• AIM OF THE EXERCISE: Lines from the records below that contain the word "BoxMakeWriter" are to be copied out.

[[ PROVIDED ENTRIES open ]]

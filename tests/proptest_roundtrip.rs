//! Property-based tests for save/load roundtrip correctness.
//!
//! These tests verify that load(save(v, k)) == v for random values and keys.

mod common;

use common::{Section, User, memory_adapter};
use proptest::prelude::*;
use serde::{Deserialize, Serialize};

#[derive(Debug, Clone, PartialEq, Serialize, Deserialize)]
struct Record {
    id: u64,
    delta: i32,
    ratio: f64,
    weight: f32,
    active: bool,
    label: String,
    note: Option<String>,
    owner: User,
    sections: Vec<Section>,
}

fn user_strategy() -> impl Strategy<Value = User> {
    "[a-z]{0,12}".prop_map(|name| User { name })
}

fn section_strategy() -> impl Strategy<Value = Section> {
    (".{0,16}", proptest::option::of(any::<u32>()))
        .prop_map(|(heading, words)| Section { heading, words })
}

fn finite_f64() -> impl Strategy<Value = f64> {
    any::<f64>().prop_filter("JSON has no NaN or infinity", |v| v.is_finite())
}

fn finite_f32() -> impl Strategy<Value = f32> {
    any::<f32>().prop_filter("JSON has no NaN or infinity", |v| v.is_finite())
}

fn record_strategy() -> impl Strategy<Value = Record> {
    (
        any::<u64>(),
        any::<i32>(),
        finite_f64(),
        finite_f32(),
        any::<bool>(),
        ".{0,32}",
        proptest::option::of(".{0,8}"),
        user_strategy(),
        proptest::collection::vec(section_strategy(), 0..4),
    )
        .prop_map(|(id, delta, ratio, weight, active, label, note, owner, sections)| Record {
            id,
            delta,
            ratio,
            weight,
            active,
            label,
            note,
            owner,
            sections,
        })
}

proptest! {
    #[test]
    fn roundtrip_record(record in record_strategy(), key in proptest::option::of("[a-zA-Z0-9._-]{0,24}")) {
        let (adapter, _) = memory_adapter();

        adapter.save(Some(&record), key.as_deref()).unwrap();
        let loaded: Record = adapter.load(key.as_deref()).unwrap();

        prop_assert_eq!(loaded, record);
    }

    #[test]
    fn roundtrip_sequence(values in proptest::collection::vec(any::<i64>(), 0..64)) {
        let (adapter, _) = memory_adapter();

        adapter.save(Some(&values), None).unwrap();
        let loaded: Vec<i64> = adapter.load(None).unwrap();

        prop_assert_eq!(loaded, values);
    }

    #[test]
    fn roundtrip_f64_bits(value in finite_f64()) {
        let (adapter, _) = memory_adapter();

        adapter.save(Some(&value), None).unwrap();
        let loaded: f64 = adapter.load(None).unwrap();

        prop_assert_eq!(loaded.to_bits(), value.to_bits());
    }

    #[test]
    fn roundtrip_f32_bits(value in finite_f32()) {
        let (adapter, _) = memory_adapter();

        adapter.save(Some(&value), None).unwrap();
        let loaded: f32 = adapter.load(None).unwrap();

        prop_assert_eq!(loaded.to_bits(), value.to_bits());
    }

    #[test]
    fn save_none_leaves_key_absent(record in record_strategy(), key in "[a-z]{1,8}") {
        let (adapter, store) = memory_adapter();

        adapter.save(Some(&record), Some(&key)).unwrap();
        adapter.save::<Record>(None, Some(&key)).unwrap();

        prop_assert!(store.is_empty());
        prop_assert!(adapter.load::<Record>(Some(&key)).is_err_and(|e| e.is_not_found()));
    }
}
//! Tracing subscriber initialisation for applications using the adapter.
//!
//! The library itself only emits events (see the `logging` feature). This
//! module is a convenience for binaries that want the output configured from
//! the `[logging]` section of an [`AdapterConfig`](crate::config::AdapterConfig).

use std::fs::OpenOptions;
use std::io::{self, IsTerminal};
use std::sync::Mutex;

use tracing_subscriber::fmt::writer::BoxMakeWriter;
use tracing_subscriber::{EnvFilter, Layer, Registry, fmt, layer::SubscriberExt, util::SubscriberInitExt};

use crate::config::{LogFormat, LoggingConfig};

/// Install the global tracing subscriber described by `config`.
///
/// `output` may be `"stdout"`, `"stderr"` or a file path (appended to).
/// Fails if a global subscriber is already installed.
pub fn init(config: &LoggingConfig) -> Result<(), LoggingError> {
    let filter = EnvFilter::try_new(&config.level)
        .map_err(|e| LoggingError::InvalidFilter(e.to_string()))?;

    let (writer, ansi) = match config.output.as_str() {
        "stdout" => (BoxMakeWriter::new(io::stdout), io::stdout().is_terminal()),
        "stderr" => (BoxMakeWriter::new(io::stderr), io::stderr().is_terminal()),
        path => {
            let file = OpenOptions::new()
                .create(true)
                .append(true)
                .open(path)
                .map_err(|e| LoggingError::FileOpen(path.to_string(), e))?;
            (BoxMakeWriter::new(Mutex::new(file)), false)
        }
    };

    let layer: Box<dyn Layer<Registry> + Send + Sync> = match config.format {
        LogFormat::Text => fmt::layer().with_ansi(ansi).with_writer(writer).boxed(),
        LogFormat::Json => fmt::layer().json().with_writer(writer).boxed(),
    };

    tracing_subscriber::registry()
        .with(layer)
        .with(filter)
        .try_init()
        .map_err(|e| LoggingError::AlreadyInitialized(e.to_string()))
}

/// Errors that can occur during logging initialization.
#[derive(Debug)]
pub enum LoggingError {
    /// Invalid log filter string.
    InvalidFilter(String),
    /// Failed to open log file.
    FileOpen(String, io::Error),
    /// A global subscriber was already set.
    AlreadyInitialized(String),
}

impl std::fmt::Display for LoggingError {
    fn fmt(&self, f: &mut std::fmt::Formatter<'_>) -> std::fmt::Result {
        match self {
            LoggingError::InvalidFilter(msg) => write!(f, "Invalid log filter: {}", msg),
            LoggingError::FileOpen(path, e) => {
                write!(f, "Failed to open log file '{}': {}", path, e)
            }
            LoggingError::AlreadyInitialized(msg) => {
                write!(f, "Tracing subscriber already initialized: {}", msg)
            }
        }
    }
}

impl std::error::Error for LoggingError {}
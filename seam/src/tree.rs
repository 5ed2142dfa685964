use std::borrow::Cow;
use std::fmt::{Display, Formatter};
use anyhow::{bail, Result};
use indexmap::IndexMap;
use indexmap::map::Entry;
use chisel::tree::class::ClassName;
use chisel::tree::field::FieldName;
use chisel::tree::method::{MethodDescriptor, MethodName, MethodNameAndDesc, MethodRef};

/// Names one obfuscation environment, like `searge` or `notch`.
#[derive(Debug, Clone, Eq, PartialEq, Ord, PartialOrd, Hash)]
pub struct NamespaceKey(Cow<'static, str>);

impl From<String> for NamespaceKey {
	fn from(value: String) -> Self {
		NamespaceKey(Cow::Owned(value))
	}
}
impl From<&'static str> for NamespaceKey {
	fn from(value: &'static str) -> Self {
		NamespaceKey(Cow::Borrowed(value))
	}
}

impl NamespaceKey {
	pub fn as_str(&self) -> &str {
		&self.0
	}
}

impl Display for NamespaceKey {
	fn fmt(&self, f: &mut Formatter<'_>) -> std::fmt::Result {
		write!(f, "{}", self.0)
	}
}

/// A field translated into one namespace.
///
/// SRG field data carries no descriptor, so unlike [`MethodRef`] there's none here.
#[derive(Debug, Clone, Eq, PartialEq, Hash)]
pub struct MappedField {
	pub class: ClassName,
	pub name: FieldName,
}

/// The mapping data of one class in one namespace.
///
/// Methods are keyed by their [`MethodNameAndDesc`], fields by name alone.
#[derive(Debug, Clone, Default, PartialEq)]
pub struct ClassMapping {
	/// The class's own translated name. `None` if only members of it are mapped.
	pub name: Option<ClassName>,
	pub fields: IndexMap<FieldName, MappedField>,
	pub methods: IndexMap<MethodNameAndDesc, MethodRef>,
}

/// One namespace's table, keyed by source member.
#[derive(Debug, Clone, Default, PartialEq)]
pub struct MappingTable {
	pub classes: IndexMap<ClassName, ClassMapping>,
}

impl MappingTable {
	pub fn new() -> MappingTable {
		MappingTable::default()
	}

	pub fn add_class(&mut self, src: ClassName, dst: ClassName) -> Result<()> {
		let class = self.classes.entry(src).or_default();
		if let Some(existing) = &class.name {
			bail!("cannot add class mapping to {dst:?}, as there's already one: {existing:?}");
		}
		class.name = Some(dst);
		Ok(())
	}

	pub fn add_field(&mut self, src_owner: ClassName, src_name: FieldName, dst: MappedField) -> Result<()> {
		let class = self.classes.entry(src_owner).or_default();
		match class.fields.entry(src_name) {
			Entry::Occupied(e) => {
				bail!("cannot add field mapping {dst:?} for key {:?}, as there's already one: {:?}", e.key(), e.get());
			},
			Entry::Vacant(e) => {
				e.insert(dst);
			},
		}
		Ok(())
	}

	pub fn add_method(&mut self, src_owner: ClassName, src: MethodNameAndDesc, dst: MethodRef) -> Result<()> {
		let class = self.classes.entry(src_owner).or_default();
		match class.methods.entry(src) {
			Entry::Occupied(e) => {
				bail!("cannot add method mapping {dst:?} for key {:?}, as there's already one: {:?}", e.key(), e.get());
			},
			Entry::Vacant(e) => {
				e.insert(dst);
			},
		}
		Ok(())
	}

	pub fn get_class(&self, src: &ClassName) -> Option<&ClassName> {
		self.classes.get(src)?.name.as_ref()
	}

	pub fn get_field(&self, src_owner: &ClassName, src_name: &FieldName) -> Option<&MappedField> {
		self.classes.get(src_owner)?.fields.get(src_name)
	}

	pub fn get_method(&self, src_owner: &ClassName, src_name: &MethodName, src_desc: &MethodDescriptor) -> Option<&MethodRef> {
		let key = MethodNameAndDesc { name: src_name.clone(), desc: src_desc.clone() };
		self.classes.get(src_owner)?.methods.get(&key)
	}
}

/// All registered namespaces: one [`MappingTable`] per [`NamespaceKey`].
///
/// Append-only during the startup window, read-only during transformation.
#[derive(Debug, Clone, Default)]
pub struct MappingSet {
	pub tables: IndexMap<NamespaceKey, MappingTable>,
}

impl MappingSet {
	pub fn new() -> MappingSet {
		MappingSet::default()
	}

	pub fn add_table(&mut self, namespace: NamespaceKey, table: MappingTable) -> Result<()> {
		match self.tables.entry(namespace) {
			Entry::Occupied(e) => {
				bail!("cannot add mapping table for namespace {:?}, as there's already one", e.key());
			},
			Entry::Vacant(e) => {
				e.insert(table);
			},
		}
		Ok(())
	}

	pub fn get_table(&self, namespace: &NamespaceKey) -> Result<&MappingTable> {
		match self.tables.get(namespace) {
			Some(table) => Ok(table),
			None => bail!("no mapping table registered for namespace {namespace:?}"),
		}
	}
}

[[ PROVIDED ENTRIES closed ]]

• TASK RESULT:
use tracing_subscriber::fmt::writer::BoxMakeWriter;
        "stdout" => (BoxMakeWriter::new(io::stdout), io::stdout().is_terminal()),
        "stderr" => (BoxMakeWriter::new(io::stderr), io::stderr().is_terminal()),
            (BoxMakeWriter::new(Mutex::new(file)), false)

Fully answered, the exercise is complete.